**Collected data entries:**
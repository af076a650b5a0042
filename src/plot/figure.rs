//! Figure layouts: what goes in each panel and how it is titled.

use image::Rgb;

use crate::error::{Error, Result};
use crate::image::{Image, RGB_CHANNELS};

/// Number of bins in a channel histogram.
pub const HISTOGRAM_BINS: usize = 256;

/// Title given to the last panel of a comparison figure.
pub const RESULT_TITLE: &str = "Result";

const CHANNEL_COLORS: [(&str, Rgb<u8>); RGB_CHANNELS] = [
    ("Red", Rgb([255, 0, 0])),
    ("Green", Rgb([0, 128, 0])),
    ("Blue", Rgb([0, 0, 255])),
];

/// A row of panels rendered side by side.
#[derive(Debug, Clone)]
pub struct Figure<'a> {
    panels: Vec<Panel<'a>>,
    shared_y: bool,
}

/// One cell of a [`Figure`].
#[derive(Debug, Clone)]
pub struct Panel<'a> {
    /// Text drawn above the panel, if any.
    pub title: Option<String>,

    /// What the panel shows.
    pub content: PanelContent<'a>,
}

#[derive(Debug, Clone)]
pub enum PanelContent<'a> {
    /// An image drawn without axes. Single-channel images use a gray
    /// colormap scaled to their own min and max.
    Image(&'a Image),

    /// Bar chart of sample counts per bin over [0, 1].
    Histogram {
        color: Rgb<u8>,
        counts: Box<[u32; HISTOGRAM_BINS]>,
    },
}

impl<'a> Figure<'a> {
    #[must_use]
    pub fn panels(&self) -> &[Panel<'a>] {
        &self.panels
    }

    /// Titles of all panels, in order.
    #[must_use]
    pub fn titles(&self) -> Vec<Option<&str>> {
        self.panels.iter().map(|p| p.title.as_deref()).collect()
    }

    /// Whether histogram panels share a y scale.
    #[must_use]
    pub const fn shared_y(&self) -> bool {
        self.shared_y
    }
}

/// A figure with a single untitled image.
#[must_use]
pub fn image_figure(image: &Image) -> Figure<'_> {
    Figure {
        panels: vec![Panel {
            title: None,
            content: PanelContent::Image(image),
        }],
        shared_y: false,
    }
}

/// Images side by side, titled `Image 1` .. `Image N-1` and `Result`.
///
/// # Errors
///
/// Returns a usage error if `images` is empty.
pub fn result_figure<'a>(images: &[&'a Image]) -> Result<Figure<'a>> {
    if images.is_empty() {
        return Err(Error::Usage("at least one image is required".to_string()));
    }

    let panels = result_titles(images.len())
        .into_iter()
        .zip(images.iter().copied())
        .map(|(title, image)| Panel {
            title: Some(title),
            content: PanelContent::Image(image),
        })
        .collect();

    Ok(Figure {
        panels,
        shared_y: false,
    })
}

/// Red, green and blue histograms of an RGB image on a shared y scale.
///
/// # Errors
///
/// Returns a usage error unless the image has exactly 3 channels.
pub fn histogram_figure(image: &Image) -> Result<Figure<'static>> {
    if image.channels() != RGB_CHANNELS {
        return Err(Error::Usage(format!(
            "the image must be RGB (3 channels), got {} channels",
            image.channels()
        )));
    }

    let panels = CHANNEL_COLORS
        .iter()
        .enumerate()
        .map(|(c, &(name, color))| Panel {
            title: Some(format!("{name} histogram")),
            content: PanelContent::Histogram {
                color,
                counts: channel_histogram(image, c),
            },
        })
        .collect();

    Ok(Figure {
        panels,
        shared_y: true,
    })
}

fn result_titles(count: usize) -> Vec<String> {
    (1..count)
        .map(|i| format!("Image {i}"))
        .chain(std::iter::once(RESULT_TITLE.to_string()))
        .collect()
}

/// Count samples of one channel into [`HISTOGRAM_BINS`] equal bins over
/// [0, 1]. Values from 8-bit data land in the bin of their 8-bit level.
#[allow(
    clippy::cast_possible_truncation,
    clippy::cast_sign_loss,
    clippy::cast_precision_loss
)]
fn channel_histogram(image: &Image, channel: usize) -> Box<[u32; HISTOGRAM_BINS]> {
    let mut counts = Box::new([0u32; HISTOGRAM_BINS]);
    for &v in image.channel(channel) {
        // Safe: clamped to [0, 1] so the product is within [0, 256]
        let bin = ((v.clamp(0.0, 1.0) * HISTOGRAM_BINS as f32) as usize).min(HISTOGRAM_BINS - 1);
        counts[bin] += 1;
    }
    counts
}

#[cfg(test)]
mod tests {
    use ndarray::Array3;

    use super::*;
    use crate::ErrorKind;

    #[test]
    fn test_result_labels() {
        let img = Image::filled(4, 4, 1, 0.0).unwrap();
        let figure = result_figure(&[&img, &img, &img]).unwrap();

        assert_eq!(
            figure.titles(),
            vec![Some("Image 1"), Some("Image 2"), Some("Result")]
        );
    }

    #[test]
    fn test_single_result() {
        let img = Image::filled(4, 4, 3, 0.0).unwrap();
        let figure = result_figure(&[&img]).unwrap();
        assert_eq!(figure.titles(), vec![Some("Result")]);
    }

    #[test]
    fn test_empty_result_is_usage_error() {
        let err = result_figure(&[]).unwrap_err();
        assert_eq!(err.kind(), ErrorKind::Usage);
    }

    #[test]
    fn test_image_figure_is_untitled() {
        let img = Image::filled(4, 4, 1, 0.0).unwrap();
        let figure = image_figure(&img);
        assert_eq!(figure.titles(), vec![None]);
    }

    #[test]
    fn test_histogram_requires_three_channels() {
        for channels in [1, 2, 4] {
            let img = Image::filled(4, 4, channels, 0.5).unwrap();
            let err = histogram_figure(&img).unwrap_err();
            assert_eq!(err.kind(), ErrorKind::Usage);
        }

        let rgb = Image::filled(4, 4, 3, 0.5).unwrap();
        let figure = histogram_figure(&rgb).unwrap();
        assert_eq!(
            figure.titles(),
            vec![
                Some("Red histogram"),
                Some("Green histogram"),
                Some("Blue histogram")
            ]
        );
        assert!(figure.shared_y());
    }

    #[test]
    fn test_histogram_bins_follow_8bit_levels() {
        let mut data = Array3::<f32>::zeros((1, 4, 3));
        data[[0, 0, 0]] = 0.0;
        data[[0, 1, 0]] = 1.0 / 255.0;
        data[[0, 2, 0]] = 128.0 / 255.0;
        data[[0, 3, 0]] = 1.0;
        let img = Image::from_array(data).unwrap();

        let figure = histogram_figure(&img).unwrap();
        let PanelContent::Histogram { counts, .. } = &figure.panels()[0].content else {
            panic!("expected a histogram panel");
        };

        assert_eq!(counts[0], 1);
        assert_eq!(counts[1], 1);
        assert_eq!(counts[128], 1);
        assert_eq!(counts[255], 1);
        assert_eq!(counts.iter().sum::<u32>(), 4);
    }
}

* * *

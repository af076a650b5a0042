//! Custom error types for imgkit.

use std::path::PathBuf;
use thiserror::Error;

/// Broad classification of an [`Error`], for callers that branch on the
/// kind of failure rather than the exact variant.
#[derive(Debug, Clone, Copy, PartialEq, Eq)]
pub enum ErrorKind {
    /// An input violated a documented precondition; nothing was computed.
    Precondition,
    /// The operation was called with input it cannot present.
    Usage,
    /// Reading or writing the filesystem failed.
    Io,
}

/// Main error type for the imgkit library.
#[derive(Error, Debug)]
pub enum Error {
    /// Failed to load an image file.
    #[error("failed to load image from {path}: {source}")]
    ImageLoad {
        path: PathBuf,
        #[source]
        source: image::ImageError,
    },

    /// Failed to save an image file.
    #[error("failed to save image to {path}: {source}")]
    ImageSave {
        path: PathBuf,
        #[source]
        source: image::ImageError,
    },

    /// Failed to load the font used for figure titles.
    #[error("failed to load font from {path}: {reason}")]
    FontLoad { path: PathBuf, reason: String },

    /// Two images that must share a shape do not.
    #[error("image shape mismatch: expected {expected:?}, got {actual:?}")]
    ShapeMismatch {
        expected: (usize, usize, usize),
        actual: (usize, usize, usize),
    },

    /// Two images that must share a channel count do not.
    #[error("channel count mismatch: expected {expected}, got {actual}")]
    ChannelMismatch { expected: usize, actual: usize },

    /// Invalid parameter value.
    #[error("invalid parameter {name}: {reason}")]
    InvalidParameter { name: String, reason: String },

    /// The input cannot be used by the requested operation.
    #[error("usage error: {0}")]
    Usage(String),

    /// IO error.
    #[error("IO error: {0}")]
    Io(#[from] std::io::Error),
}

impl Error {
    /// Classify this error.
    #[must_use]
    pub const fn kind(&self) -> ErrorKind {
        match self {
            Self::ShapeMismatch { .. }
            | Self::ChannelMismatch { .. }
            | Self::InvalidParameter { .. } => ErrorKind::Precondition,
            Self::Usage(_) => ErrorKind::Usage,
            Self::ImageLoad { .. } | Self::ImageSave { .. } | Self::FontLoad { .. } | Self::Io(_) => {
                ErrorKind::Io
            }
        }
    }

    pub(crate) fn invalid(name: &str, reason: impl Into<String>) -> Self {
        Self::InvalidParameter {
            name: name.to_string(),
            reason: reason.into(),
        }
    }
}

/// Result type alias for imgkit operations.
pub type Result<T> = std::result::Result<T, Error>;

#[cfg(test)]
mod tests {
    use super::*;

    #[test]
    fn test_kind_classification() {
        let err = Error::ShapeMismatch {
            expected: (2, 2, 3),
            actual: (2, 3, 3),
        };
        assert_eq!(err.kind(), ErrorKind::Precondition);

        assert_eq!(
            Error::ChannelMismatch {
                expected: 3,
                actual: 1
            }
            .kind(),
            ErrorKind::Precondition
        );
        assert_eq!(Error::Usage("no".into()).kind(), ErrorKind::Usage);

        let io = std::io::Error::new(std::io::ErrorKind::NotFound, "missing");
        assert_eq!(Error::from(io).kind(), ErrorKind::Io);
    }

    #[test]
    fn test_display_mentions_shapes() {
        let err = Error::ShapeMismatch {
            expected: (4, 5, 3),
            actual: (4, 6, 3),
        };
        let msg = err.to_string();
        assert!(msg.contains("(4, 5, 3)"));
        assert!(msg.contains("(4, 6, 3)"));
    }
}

* * *

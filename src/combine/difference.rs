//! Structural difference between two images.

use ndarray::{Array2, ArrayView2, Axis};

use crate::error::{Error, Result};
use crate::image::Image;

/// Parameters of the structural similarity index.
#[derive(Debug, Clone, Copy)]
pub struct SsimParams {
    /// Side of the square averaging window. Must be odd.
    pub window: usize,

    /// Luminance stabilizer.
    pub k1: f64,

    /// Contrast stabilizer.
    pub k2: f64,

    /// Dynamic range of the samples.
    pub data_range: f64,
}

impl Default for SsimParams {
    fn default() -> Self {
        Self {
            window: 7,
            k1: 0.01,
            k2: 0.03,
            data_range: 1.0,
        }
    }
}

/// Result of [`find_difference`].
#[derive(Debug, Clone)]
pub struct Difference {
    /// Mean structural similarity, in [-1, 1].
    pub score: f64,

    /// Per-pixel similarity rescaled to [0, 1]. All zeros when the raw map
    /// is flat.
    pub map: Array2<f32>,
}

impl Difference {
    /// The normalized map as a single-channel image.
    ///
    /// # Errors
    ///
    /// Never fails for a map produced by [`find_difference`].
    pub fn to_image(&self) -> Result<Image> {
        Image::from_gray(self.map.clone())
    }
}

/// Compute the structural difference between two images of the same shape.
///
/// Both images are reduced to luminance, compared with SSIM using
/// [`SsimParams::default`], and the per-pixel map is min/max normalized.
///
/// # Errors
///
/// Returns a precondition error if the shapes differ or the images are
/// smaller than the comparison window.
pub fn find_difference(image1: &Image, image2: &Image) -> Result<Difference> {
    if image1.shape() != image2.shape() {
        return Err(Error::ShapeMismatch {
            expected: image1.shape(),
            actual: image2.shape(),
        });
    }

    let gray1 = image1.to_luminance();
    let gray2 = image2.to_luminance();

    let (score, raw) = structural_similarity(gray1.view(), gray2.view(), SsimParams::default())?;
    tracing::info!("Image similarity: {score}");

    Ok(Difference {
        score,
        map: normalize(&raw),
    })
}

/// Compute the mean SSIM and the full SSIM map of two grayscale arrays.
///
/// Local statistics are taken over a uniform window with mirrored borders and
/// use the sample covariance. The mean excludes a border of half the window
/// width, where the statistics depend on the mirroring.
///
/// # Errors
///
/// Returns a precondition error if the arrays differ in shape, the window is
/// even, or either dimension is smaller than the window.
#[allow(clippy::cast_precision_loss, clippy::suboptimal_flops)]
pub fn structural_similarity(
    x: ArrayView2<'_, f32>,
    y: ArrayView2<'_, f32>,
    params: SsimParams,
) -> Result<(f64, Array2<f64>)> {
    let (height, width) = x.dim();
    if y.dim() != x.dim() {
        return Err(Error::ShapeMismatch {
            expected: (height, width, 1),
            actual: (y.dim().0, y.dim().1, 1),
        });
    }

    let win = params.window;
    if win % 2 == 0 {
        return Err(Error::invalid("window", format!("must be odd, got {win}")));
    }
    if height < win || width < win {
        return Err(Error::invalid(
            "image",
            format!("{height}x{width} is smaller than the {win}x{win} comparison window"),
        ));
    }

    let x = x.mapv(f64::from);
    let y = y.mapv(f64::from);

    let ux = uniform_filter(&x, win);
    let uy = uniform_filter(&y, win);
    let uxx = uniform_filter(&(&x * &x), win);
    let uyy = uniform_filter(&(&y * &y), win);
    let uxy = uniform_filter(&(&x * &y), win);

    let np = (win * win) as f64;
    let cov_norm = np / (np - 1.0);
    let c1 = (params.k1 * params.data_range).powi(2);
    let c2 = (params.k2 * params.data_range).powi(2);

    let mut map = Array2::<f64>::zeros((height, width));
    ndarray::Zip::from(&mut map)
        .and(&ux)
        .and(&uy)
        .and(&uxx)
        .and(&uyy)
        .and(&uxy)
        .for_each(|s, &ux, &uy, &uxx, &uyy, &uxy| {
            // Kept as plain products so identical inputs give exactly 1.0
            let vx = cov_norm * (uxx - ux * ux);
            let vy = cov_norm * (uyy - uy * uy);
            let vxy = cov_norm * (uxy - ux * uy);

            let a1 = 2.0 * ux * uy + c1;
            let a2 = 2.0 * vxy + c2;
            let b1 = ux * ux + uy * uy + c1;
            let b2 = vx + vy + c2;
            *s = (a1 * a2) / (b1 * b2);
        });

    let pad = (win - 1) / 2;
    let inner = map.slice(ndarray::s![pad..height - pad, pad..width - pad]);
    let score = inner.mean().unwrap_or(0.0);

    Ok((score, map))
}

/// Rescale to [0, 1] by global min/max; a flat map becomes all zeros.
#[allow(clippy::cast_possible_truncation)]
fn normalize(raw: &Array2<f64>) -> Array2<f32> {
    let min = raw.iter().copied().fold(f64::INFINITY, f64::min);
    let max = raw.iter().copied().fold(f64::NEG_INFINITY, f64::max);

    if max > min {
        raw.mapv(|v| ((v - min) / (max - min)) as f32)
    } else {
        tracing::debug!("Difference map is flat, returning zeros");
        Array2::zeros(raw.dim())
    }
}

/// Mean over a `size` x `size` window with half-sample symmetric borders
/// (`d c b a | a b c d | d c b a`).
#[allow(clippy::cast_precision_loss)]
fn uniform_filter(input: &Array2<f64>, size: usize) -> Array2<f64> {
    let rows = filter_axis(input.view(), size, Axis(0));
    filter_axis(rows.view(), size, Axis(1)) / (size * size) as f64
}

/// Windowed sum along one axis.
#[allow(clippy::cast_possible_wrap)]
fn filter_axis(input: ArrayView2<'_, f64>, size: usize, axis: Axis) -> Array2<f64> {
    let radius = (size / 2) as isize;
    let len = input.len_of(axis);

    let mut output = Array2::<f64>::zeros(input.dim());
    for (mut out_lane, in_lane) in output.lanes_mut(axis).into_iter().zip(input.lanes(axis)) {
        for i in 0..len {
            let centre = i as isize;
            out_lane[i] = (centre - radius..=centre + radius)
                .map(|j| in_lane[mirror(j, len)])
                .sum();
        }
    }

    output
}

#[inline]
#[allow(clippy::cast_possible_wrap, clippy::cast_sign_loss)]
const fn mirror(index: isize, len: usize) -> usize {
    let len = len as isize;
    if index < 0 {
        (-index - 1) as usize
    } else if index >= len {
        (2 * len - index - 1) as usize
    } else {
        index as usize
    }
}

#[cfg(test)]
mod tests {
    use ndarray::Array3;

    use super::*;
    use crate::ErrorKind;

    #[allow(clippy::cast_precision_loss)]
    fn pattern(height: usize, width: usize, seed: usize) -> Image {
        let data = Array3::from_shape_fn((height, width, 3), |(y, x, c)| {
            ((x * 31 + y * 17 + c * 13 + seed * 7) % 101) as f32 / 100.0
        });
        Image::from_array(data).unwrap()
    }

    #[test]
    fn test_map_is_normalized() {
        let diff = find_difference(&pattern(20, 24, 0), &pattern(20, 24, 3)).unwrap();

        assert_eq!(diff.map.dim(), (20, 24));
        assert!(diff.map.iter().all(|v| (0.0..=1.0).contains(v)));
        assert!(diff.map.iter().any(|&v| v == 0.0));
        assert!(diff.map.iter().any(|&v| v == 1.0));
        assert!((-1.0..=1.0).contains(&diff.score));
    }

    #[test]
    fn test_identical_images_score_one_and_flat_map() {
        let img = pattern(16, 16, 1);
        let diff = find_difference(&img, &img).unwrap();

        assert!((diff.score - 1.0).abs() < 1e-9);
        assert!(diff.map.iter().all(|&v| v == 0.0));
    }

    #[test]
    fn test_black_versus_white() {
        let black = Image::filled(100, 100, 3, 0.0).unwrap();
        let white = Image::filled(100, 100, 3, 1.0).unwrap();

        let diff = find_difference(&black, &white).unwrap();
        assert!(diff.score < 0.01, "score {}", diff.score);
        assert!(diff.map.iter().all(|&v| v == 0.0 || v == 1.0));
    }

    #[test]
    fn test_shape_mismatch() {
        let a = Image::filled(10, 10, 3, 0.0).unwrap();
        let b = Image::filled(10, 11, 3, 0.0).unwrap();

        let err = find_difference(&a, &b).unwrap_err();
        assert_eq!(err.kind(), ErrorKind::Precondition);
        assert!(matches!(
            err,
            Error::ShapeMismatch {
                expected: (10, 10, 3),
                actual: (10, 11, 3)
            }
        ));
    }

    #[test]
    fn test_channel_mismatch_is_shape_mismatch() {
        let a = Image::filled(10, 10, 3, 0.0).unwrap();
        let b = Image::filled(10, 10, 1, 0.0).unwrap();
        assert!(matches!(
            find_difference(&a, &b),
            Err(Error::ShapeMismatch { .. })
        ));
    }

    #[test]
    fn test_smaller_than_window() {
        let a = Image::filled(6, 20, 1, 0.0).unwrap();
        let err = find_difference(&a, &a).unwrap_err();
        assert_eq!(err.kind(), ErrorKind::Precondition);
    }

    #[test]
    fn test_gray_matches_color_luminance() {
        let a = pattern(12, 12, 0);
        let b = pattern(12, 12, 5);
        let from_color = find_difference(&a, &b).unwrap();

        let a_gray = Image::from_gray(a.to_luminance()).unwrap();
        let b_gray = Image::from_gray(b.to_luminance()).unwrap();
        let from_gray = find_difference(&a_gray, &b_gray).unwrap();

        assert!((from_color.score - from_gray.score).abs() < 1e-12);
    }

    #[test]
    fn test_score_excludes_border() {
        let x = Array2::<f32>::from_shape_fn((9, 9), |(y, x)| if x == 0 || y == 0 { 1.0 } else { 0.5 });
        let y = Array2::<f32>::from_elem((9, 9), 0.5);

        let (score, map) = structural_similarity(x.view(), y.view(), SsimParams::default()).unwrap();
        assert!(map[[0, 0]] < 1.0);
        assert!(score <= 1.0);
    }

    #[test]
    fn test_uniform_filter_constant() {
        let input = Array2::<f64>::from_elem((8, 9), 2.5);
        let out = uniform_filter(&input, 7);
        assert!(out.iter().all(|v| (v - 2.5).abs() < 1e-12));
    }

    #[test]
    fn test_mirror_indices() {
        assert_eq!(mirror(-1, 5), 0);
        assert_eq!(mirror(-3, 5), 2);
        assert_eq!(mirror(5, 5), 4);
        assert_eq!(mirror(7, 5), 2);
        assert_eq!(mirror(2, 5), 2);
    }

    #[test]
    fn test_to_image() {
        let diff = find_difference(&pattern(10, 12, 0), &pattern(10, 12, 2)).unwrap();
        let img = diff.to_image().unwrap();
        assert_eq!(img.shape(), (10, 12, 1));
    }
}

**YOUR INSTRUCTIONS:**
Please output exactly the lines between the one holding "Invalid parameter value." and the one holding "pub type Result<T>" in the records above, inclusive, and nothing more.

**EXERCISE RESPONSE:**
    /// Invalid parameter value.
    #[error("invalid parameter {name}: {reason}")]
    InvalidParameter { name: String, reason: String },

    /// The input cannot be used by the requested operation.
    #[error("usage error: {0}")]
    Usage(String),

    /// IO error.
    #[error("IO error: {0}")]
    Io(#[from] std::io::Error),
}

impl Error {
    /// Classify this error.
    #[must_use]
    pub const fn kind(&self) -> ErrorKind {
        match self {
            Self::ShapeMismatch { .. }
            | Self::ChannelMismatch { .. }
            | Self::InvalidParameter { .. } => ErrorKind::Precondition,
            Self::Usage(_) => ErrorKind::Usage,
            Self::ImageLoad { .. } | Self::ImageSave { .. } | Self::FontLoad { .. } | Self::Io(_) => {
                ErrorKind::Io
            }
        }
    }

    pub(crate) fn invalid(name: &str, reason: impl Into<String>) -> Self {
        Self::InvalidParameter {
            name: name.to_string(),
            reason: reason.into(),
        }
    }
}

/// Result type alias for imgkit operations.
pub type Result<T> = std::result::Result<T, Error>;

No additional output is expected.